Жизнь в Петрограде, все еще сотрясаемом гражданской войной, кипела. Все с теми же старыми киевскими друзьями Юткевичем и Каплером, одесситом Траубергом и единственным взрослым во всей компании режиссером Крыжицким Козинцев организовал театральную мастерскую «Фабрика эксцентрического актера» (ФЭКС).
Сюда к шестнадцатилетнему преподавателю Григорию Михайловичу и пришла учиться мастерству двадцатиоднолетняя начинающая актриса Софья Магарилл, через два года ставшая его женой. Именно она в 1939 году стала первой хозяйкой новой просторной квартиры в доме кинематографистов.
Козинцев тяжело переживал кончину женщины, с которой прожил в общей сложности двадцать лет, а в этой квартире — около полутора. Сын Григория Александр вспоминал, что няней для него наняли женщину, работавшую когда-то в семье Магарилл. Она любила рассказывать мальчику о доброте и красоте первой жены его отца.
1955 год. Шварц все так же восхищается квартирой друга, живущего здесь со второй супругой Валентиной и воспитывающего десятилетнего сына Александра: «Деревянная черная чья-то фигура до пояса, с изящными пальцами, вмонтирована в стену над дверью. Их несколько — хозяин любит деревянные скульптуры. Против Мадонны на книжной полочке, в застекленной рамке, — автограф Маркса. Много немецких и английских книг по Шекспиру. Козинцев отлично знает его… Работает он, как все кинорежиссеры, много. Студия, условия производства приучили их к этому. Он денди. А всякий денди прежде всего держится естественно» [191].

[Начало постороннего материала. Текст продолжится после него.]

use std::collections::VecDeque;
use std::fs::{File, OpenOptions};
use std::io;
use std::os::unix::fs::FileExt;
use std::path::{Path, PathBuf};
use std::sync::Arc;
use std::thread::JoinHandle;
use std::time::Duration;

use bp_error::{BpResult, bp_err};
use bytes::Bytes;
use parking_lot::Mutex;
use rustc_hash::FxHashMap;

use crate::DEFAULT_COPY_CHUNK_SIZE;

/// One unit of work for the drainer thread.
#[derive(Debug, Clone, PartialEq, Eq)]
pub enum DrainOperation {
    /// Create (or truncate) the target file.
    Create { to: PathBuf },
    /// Open the target file for appending without truncating it.
    Open { to: PathBuf },
    /// Move the target's append position to its current end.
    SeekEnd { to: PathBuf },
    /// Copy `count` bytes from `from` at `from_offset` to `to` at `to_offset`.
    CopyAt {
        from: PathBuf,
        from_offset: u64,
        to: PathBuf,
        to_offset: u64,
        count: u64,
    },
    /// Copy `count` bytes from `from` at `from_offset`, appending them to `to`.
    Copy {
        from: PathBuf,
        from_offset: u64,
        to: PathBuf,
        count: u64,
    },
    /// Write `data` to `to` at `offset`.
    WriteAt { to: PathBuf, offset: u64, data: Bytes },
    /// Append `data` to `to`.
    Write { to: PathBuf, data: Bytes },
    /// Remove a file.
    Delete { path: PathBuf },
}

#[derive(Debug, Clone)]
pub struct DrainerOptions {
    chunk_size: usize,
    poll_interval: Duration,
}

impl Default for DrainerOptions {
    fn default() -> Self {
        Self {
            chunk_size: DEFAULT_COPY_CHUNK_SIZE,
            poll_interval: Duration::from_millis(100),
        }
    }
}

impl DrainerOptions {
    /// Size of the scratch buffer copies go through.
    pub fn with_chunk_size(mut self, chunk_size: usize) -> Self {
        self.chunk_size = chunk_size.max(1);
        self
    }

    /// How long the thread sleeps when it finds the queue empty.
    pub fn with_poll_interval(mut self, poll_interval: Duration) -> Self {
        self.poll_interval = poll_interval;
        self
    }
}

/// What the drainer thread did over its lifetime.
#[derive(Debug, Clone, Default, PartialEq, Eq)]
pub struct DrainStats {
    pub operations: u64,
    pub bytes_copied: u64,
    pub errors: u64,
}

/// A background thread that replays file operations queued by the foreground.
///
/// The writer pushes operations after each local write and carries on; the only blocking
/// call is [`FileDrainer::join`]. Failures inside the thread are logged and counted in
/// [`DrainStats`], there is no caller left to return them to.
///
/// The queue and the finish flag live behind separate mutexes and no code path holds both.
pub struct FileDrainer {
    /// Unbounded, so queueing never blocks the foreground. Its peak size is the data of the
    /// steps written between two `join`s, already held by the writer as copied payload.
    queue: Arc<Mutex<VecDeque<DrainOperation>>>,
    finish: Arc<Mutex<bool>>,
    handle: Option<JoinHandle<DrainStats>>,
    stats: Option<DrainStats>,
}

impl FileDrainer {
    pub fn start(options: DrainerOptions) -> BpResult<Self> {
        let queue = Arc::new(Mutex::new(VecDeque::new()));
        let finish = Arc::new(Mutex::new(false));

        let handle = {
            let queue = queue.clone();
            let finish = finish.clone();
            std::thread::Builder::new()
                .name("bp-drainer".to_string())
                .spawn(move || DrainWorker::new(options).run(&queue, &finish))
                .map_err(|e| bp_err!("failed to spawn drainer thread: {e}"))?
        };

        Ok(Self {
            queue,
            finish,
            handle: Some(handle),
            stats: None,
        })
    }

    pub fn push(&self, operation: DrainOperation) {
        self.queue.lock().push_back(operation);
    }

    pub fn add_create(&self, to: impl Into<PathBuf>) {
        self.push(DrainOperation::Create { to: to.into() });
    }

    pub fn add_copy_at(
        &self,
        from: impl Into<PathBuf>,
        from_offset: u64,
        to: impl Into<PathBuf>,
        to_offset: u64,
        count: u64,
    ) {
        self.push(DrainOperation::CopyAt {
            from: from.into(),
            from_offset,
            to: to.into(),
            to_offset,
            count,
        });
    }

    pub fn add_write_at(&self, to: impl Into<PathBuf>, offset: u64, data: Bytes) {
        self.push(DrainOperation::WriteAt {
            to: to.into(),
            offset,
            data,
        });
    }

    /// Number of operations not yet picked up by the thread.
    pub fn pending(&self) -> usize {
        self.queue.lock().len()
    }

    /// Ask the thread to finish once the queue is empty and wait for it to exit.
    pub fn join(&mut self) -> DrainStats {
        *self.finish.lock() = true;
        if let Some(handle) = self.handle.take() {
            let stats = handle.join().unwrap_or_else(|_| {
                log::error!("drainer thread panicked");
                DrainStats::default()
            });
            self.stats = Some(stats);
        }
        self.stats.clone().unwrap_or_default()
    }
}

impl Drop for FileDrainer {
    fn drop(&mut self) {
        if self.handle.is_some() {
            self.join();
        }
    }
}

struct OutputFile {
    file: File,
    position: u64,
}

struct DrainWorker {
    options: DrainerOptions,
    outputs: FxHashMap<PathBuf, OutputFile>,
    inputs: FxHashMap<PathBuf, File>,
    scratch: Vec<u8>,
    stats: DrainStats,
}

impl DrainWorker {
    fn new(options: DrainerOptions) -> Self {
        let scratch = vec![0; options.chunk_size];
        Self {
            options,
            outputs: FxHashMap::default(),
            inputs: FxHashMap::default(),
            scratch,
            stats: DrainStats::default(),
        }
    }

    fn run(
        mut self,
        queue: &Mutex<VecDeque<DrainOperation>>,
        finish: &Mutex<bool>,
    ) -> DrainStats {
        loop {
            let next = queue.lock().pop_front();
            match next {
                Some(operation) => {
                    self.stats.operations += 1;
                    if let Err(e) = self.execute(&operation) {
                        self.stats.errors += 1;
                        log::error!("drainer failed on {operation:?}: {e}");
                    }
                }
                None => {
                    let finished = *finish.lock();
                    // An operation may have been queued between the empty check and
                    // reading the flag.
                    if finished && queue.lock().is_empty() {
                        break;
                    }
                    if !finished {
                        std::thread::sleep(self.options.poll_interval);
                    }
                }
            }
        }
        self.close_all();
        log::debug!(
            "drainer finished after {} operations, {} bytes copied, {} errors",
            self.stats.operations,
            self.stats.bytes_copied,
            self.stats.errors
        );
        self.stats
    }

    fn execute(&mut self, operation: &DrainOperation) -> io::Result<()> {
        match operation {
            DrainOperation::Create { to } => {
                let file = OpenOptions::new()
                    .read(true)
                    .write(true)
                    .create(true)
                    .truncate(true)
                    .open(to)?;
                self.outputs.insert(to.clone(), OutputFile { file, position: 0 });
                Ok(())
            }
            DrainOperation::Open { to } => {
                self.output(to)?;
                Ok(())
            }
            DrainOperation::SeekEnd { to } => {
                let output = self.output(to)?;
                output.position = output.file.metadata()?.len();
                Ok(())
            }
            DrainOperation::CopyAt {
                from,
                from_offset,
                to,
                to_offset,
                count,
            } => self.copy(from, *from_offset, to, Some(*to_offset), *count),
            DrainOperation::Copy {
                from,
                from_offset,
                to,
                count,
            } => self.copy(from, *from_offset, to, None, *count),
            DrainOperation::WriteAt { to, offset, data } => {
                let output = self.output(to)?;
                output.file.write_all_at(data, *offset)?;
                output.position = offset + data.len() as u64;
                Ok(())
            }
            DrainOperation::Write { to, data } => {
                let output = self.output(to)?;
                output.file.write_all_at(data, output.position)?;
                output.position += data.len() as u64;
                Ok(())
            }
            DrainOperation::Delete { path } => {
                self.outputs.remove(path);
                self.inputs.remove(path);
                std::fs::remove_file(path)
            }
        }
    }

    fn output(&mut self, to: &Path) -> io::Result<&mut OutputFile> {
        if !self.outputs.contains_key(to) {
            let file = OpenOptions::new()
                .read(true)
                .write(true)
                .create(true)
                .truncate(false)
                .open(to)?;
            let position = file.metadata()?.len();
            self.outputs.insert(to.to_path_buf(), OutputFile { file, position });
        }
        self.outputs
            .get_mut(to)
            .ok_or_else(|| io::Error::other("output vanished from descriptor map"))
    }

    fn input(&mut self, from: &Path) -> io::Result<File> {
        if let Some(file) = self.inputs.get(from) {
            return file.try_clone();
        }
        let file = File::open(from)?;
        let clone = file.try_clone()?;
        self.inputs.insert(from.to_path_buf(), file);
        Ok(clone)
    }

    fn copy(
        &mut self,
        from: &Path,
        from_offset: u64,
        to: &Path,
        to_offset: Option<u64>,
        count: u64,
    ) -> io::Result<()> {
        let input = self.input(from)?;
        let mut scratch = std::mem::take(&mut self.scratch);
        let result = (|| {
            let output = self.output(to)?;
            let mut dst = to_offset.unwrap_or(output.position);
            let mut src = from_offset;
            let mut remaining = count;
            while remaining > 0 {
                let chunk = usize::try_from(remaining)
                    .unwrap_or(usize::MAX)
                    .min(scratch.len());
                let n = read_retrying(&input, &mut scratch[..chunk], src)?;
                if n == 0 {
                    return Err(io::Error::new(
                        io::ErrorKind::UnexpectedEof,
                        format!(
                            "{} ended at offset {src} with {remaining} bytes left to copy",
                            from.display()
                        ),
                    ));
                }
                output.file.write_all_at(&scratch[..n], dst)?;
                src += n as u64;
                dst += n as u64;
                remaining -= n as u64;
            }
            output.position = dst;
            Ok(())
        })();
        self.scratch = scratch;
        if result.is_ok() {
            self.stats.bytes_copied += count;
        }
        result
    }

    fn close_all(&mut self) {
        for (path, output) in self.outputs.drain() {
            if let Err(e) = output.file.sync_data() {
                log::error!("drainer failed to sync {}: {e}", path.display());
            }
        }
        self.inputs.clear();
    }
}

fn read_retrying(file: &File, buf: &mut [u8], pos: u64) -> io::Result<usize> {
    loop {
        match file.read_at(buf, pos) {
            Err(e) if e.kind() == io::ErrorKind::Interrupted => continue,
            result => return result,
        }
    }
}

#[cfg(test)]
mod tests {
    use std::fs;
    use std::time::Duration;

    use bytes::Bytes;
    use rstest::rstest;

    use crate::{DrainOperation, DrainerOptions, FileDrainer};

    fn options() -> DrainerOptions {
        DrainerOptions::default()
            .with_chunk_size(7)
            .with_poll_interval(Duration::from_millis(1))
    }

    #[rstest]
    #[case(1)]
    #[case(7)]
    #[case(4096)]
    fn copies_segments_in_chunks(#[case] chunk_size: usize) {
        let dir = tempfile::tempdir().unwrap();
        let local = dir.path().join("local.0");
        let remote = dir.path().join("remote.0");
        let payload: Vec<u8> = (0..100u8).collect();
        fs::write(&local, &payload).unwrap();

        let mut drainer = FileDrainer::start(options().with_chunk_size(chunk_size)).unwrap();
        drainer.add_create(&remote);
        drainer.add_copy_at(&local, 50, &remote, 50, 50);
        drainer.add_copy_at(&local, 0, &remote, 0, 50);
        let stats = drainer.join();

        assert_eq!(stats.errors, 0);
        assert_eq!(stats.bytes_copied, 100);
        assert_eq!(fs::read(&remote).unwrap(), payload);
    }

    #[test]
    fn appends_and_writes_at() {
        let dir = tempfile::tempdir().unwrap();
        let local = dir.path().join("local");
        let remote = dir.path().join("remote");
        fs::write(&local, b"abcdef").unwrap();

        let mut drainer = FileDrainer::start(options()).unwrap();
        drainer.add_create(&remote);
        drainer.push(DrainOperation::Copy {
            from: local.clone(),
            from_offset: 0,
            to: remote.clone(),
            count: 3,
        });
        drainer.push(DrainOperation::Write {
            to: remote.clone(),
            data: Bytes::from_static(b"XYZ"),
        });
        drainer.add_write_at(&remote, 0, Bytes::from_static(b"_"));
        drainer.join();

        assert_eq!(fs::read(&remote).unwrap(), b"_bcXYZ");
    }

    #[test]
    fn errors_are_counted_not_propagated() {
        let dir = tempfile::tempdir().unwrap();
        let mut drainer = FileDrainer::start(options()).unwrap();
        drainer.add_copy_at(dir.path().join("missing"), 0, dir.path().join("out"), 0, 10);
        drainer.add_write_at(dir.path().join("out2"), 0, Bytes::from_static(b"ok"));
        let stats = drainer.join();
        assert_eq!(stats.operations, 2);
        assert_eq!(stats.errors, 1);
        assert_eq!(fs::read(dir.path().join("out2")).unwrap(), b"ok");
    }

    #[test]
    fn join_is_idempotent() {
        let mut drainer = FileDrainer::start(options()).unwrap();
        assert_eq!(drainer.join(), drainer.join());
        assert_eq!(drainer.pending(), 0);
    }
}
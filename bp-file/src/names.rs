use std::path::{Path, PathBuf};

use crate::{DATA_FILE_PREFIX, INDEX_FILE_NAME, META_METADATA_FILE_NAME, METADATA_FILE_NAME};

/// File names of one dataset directory.
#[derive(Debug, Clone, PartialEq, Eq)]
pub struct DatasetPaths {
    root: PathBuf,
}

impl DatasetPaths {
    pub fn new(root: impl Into<PathBuf>) -> Self {
        Self { root: root.into() }
    }

    pub fn root(&self) -> &Path {
        &self.root
    }

    pub fn index(&self) -> PathBuf {
        self.root.join(INDEX_FILE_NAME)
    }

    pub fn metadata(&self) -> PathBuf {
        self.root.join(METADATA_FILE_NAME)
    }

    pub fn meta_metadata(&self) -> PathBuf {
        self.root.join(META_METADATA_FILE_NAME)
    }

    pub fn data(&self, subfile: usize) -> PathBuf {
        self.root.join(format!("{DATA_FILE_PREFIX}{subfile}"))
    }

    /// The same dataset placed under a burst-buffer directory: `<burst>/<name>`.
    pub fn staged_under(&self, burst_buffer: &Path) -> Self {
        let name = self
            .root
            .file_name()
            .map(PathBuf::from)
            .unwrap_or_else(|| PathBuf::from("dataset.bp"));
        Self::new(burst_buffer.join(name))
    }
}

#[cfg(test)]
mod tests {
    use super::*;

    #[test]
    fn dataset_file_names() {
        let paths = DatasetPaths::new("/scratch/run/out.bp");
        assert_eq!(paths.index(), PathBuf::from("/scratch/run/out.bp/md.idx"));
        assert_eq!(paths.metadata(), PathBuf::from("/scratch/run/out.bp/md.0"));
        assert_eq!(paths.meta_metadata(), PathBuf::from("/scratch/run/out.bp/mmd.0"));
        assert_eq!(paths.data(3), PathBuf::from("/scratch/run/out.bp/data.3"));
        assert_eq!(
            paths.staged_under(Path::new("/local/bb")).data(0),
            PathBuf::from("/local/bb/out.bp/data.0")
        );
    }
}
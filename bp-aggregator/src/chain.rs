use bp_comm::{CommRef, Communicator, Tag};
use bp_error::{BpResult, bp_err};

use crate::{AggregatorState, HANDSHAKE_LINK_TAG, TOKEN_TAG, group_of};

/// Groups contiguous ranks of the parent communicator, one group per subfile.
///
/// Group rank 0 is the consumer. Each group is linked as a chain so a value (typically the
/// next write offset) can be relayed rank by rank.
#[derive(Debug)]
pub struct MpiChain {
    state: AggregatorState,
    comm: Option<CommRef>,
}

impl MpiChain {
    /// InitComm, HandshakeRank and HandshakeLinks over `parent`. Collective on `parent`.
    pub fn init(sub_streams: usize, parent: &CommRef) -> BpResult<Self> {
        let mut chain = Self::init_comm(sub_streams, parent)?;
        chain.handshake_rank(parent.rank())?;
        chain.handshake_links()?;
        log::debug!(
            "rank {} joined chain {} of {} as rank {}/{}",
            parent.rank(),
            chain.state.sub_stream_index,
            chain.state.sub_streams,
            chain.state.rank,
            chain.state.size
        );
        Ok(chain)
    }

    /// Partition `parent` into `sub_streams` contiguous groups and split off this rank's group.
    pub fn init_comm(sub_streams: usize, parent: &CommRef) -> BpResult<Self> {
        let processes = parent.size();
        let sub_streams = sub_streams.clamp(1, processes);
        let group = group_of(parent.rank(), processes, sub_streams);
        let color = u32::try_from(group).map_err(|_| bp_err!(Comm: "group {group} too large"))?;
        let comm = parent
            .split(Some(color), parent.rank())?
            .ok_or_else(|| bp_err!(Comm: "aggregator split returned no communicator"))?;
        let rank = comm.rank();
        Ok(Self {
            state: AggregatorState {
                sub_streams,
                sub_stream_index: group,
                rank,
                size: comm.size(),
                is_consumer: rank == 0,
                is_master_aggregator: rank == 0,
                consumer_rank: 0,
            },
            comm: Some(comm),
        })
    }

    /// The consumer tells the group its parent rank.
    pub fn handshake_rank(&mut self, parent_rank: usize) -> BpResult<usize> {
        let comm = self.comm()?;
        let consumer = comm.broadcast_value(parent_rank as u64, 0)?;
        let consumer = usize::try_from(consumer)
            .map_err(|_| bp_err!(Comm: "consumer rank {consumer} does not fit in usize"))?;
        self.state.consumer_rank = consumer;
        Ok(consumer)
    }

    /// Pair every rank with its neighbours: send to `rank - 1`, receive from `rank + 1`.
    pub fn handshake_links(&self) -> BpResult<()> {
        handshake_links(self.comm()?.as_ref())
    }

    pub fn state(&self) -> &AggregatorState {
        &self.state
    }

    /// The group communicator, failing once the chain is closed.
    pub fn comm(&self) -> BpResult<&CommRef> {
        self.comm
            .as_ref()
            .ok_or_else(|| bp_err!(InvalidArgument: "aggregator chain used after close"))
    }

    pub fn is_active(&self) -> bool {
        self.comm.is_some()
    }

    pub fn token_chain(&self) -> BpResult<TokenChain<'_>> {
        Ok(TokenChain::new(self.comm()?.as_ref(), TOKEN_TAG))
    }

    /// Release the group communicator. Safe to call more than once.
    pub fn close(&mut self) {
        if self.comm.take().is_some() {
            log::debug!("closed aggregator chain {}", self.state.sub_stream_index);
        }
    }
}

pub(crate) fn handshake_links(comm: &dyn Communicator) -> BpResult<()> {
    let rank = comm.rank();
    let mut requests = Vec::with_capacity(2);
    if rank > 0 {
        requests.push(comm.isend(rank - 1, HANDSHAKE_LINK_TAG, &(rank as u64).to_le_bytes())?);
    }
    if rank + 1 < comm.size() {
        requests.push(comm.irecv(rank + 1, HANDSHAKE_LINK_TAG));
    }
    for reply in comm.wait_all(requests)? {
        if !reply.is_empty() && reply != ((rank + 1) as u64).to_le_bytes() {
            return Err(bp_err!(Comm: "rank {rank} received a mismatched link handshake"));
        }
    }
    Ok(())
}

/// Passes a single `u64` along the ranks of a communicator in rank order.
///
/// Rank 0 starts the chain, every other rank waits for its predecessor, and the last rank
/// hands the token back to rank 0.
#[derive(Debug)]
pub struct TokenChain<'a> {
    comm: &'a dyn Communicator,
    tag: Tag,
}

impl<'a> TokenChain<'a> {
    pub fn new(comm: &'a dyn Communicator, tag: Tag) -> Self {
        Self { comm, tag }
    }

    /// Wait for the predecessor's token. Rank 0 gets `start` back immediately.
    pub fn recv_from_previous(&self, start: u64) -> BpResult<u64> {
        match self.comm.rank() {
            0 => Ok(start),
            rank => self.comm.recv_value(rank - 1, self.tag),
        }
    }

    /// Forward a token to the next rank; the last rank returns it to rank 0.
    pub fn send_to_next(&self, token: u64) -> BpResult<()> {
        let size = self.comm.size();
        if size == 1 {
            return Ok(());
        }
        let next = (self.comm.rank() + 1) % size;
        self.comm.send_value(next, self.tag, token)
    }

    /// On rank 0, wait for the token to come back from the last rank.
    pub fn recv_from_last(&self, fallback: u64) -> BpResult<u64> {
        let size = self.comm.size();
        if self.comm.rank() != 0 || size == 1 {
            return Ok(fallback);
        }
        self.comm.recv_value(size - 1, self.tag)
    }
}

#[cfg(test)]
mod tests {
    use bp_comm::LocalWorld;
    use rstest::rstest;

    use crate::{MpiChain, partition};

    #[rstest]
    #[case(4, 2)]
    #[case(5, 2)]
    #[case(7, 3)]
    #[case(3, 3)]
    #[case(2, 1)]
    fn chain_matches_partition(#[case] processes: usize, #[case] sub_streams: usize) {
        let states = LocalWorld::new(processes).run(|comm| {
            let mut chain = MpiChain::init(sub_streams, &comm).unwrap();
            let state = *chain.state();
            chain.close();
            chain.close();
            assert!(!chain.is_active());
            state
        });
        let groups = partition(processes, sub_streams);
        for (rank, state) in states.iter().enumerate() {
            let group = &groups[state.sub_stream_index];
            assert!(group.contains(&rank));
            assert_eq!(state.rank, rank - group.start);
            assert_eq!(state.size, group.len());
            assert_eq!(state.consumer_rank, group.start);
            assert_eq!(state.is_consumer, rank == group.start);
            assert_eq!(state.sub_streams, sub_streams);
        }
    }

    #[test]
    fn token_walks_the_chain() {
        let tokens = LocalWorld::new(4).run(|comm| {
            let chain = MpiChain::init(1, &comm).unwrap();
            let tokens = chain.token_chain().unwrap();
            let start = tokens.recv_from_previous(10).unwrap();
            tokens.send_to_next(start + 5).unwrap();
            let end = tokens.recv_from_last(start + 5).unwrap();
            (start, end)
        });
        assert_eq!(tokens, vec![(10, 30), (15, 20), (20, 25), (25, 30)]);
    }
}
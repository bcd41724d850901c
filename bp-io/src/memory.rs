use std::io;
use std::sync::Arc;

use parking_lot::RwLock;

use crate::{BpReadAt, BpWrite, PerformanceHint};

/// A growable in-memory transport, shared between clones.
#[derive(Debug, Clone, Default)]
pub struct MemoryTransport {
    buffer: Arc<RwLock<Vec<u8>>>,
}

impl MemoryTransport {
    pub fn new() -> Self {
        Self::default()
    }

    pub fn from_vec(data: Vec<u8>) -> Self {
        Self {
            buffer: Arc::new(RwLock::new(data)),
        }
    }

    /// A copy of the current contents.
    pub fn to_vec(&self) -> Vec<u8> {
        self.buffer.read().clone()
    }

    pub fn truncate(&self, len: usize) {
        self.buffer.write().truncate(len);
    }
}

impl BpReadAt for MemoryTransport {
    fn read_at(&self, buf: &mut [u8], pos: u64) -> io::Result<usize> {
        let data = self.buffer.read();
        let start = usize::try_from(pos)
            .map_err(|e| io::Error::new(io::ErrorKind::InvalidInput, e))?
            .min(data.len());
        let n = buf.len().min(data.len() - start);
        buf[..n].copy_from_slice(&data[start..start + n]);
        Ok(n)
    }

    fn performance_hint(&self) -> PerformanceHint {
        PerformanceHint::local()
    }

    fn size(&self) -> io::Result<u64> {
        Ok(self.buffer.read().len() as u64)
    }
}

impl BpWrite for MemoryTransport {
    fn write_all_at(&self, buffer: &[u8], pos: u64) -> io::Result<()> {
        let pos = usize::try_from(pos).map_err(|e| io::Error::new(io::ErrorKind::InvalidInput, e))?;
        let mut data = self.buffer.write();
        let end = pos + buffer.len();
        if data.len() < end {
            data.resize(end, 0);
        }
        data[pos..end].copy_from_slice(buffer);
        Ok(())
    }

    fn flush(&self) -> io::Result<()> {
        Ok(())
    }

    fn len(&self) -> io::Result<u64> {
        Ok(self.buffer.read().len() as u64)
    }
}

#[cfg(test)]
mod tests {
    use crate::{BpReadAt, BpWrite, MemoryTransport};

    #[test]
    fn clones_share_contents() {
        let transport = MemoryTransport::new();
        let clone = transport.clone();
        transport.write_all_at(b"abc", 2).unwrap();
        assert_eq!(clone.to_vec(), b"\0\0abc");
        assert_eq!(clone.read_byte_range(2..5).unwrap().as_ref(), b"abc");
    }
}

Конечно, в доме есть и животные, которых Козинцев обожал. Собака уже другая, и снова спасенная. Дворнягу Пуша Григорий взял из питомника, где пса собирались подвергнуть медицинским опытам. Режиссер так любил собак, что даже жену называл «лохматый друг», «Жученька» или просто «Жу». Были в доме и кошки. Любимица Ксюта выглядывала из этих окон, провожая хозяина на «Ленфильм» или в театр, а когда он садился за печатную машинку, устраивалась на коленях. Несмотря на неудобство, без Ксюты работа не спорилась, и Григорий Михайлович всегда расстраивался, если кошка не помогала ему со сценариями. Помимо четвероногих, в квартире обитали и птицы. Валентина выпускала их из клеток, и они летали на радость садившемуся за поздний ужин кинематографисту, иногда подкрадываясь к краю его тарелки и разделяя трапезу.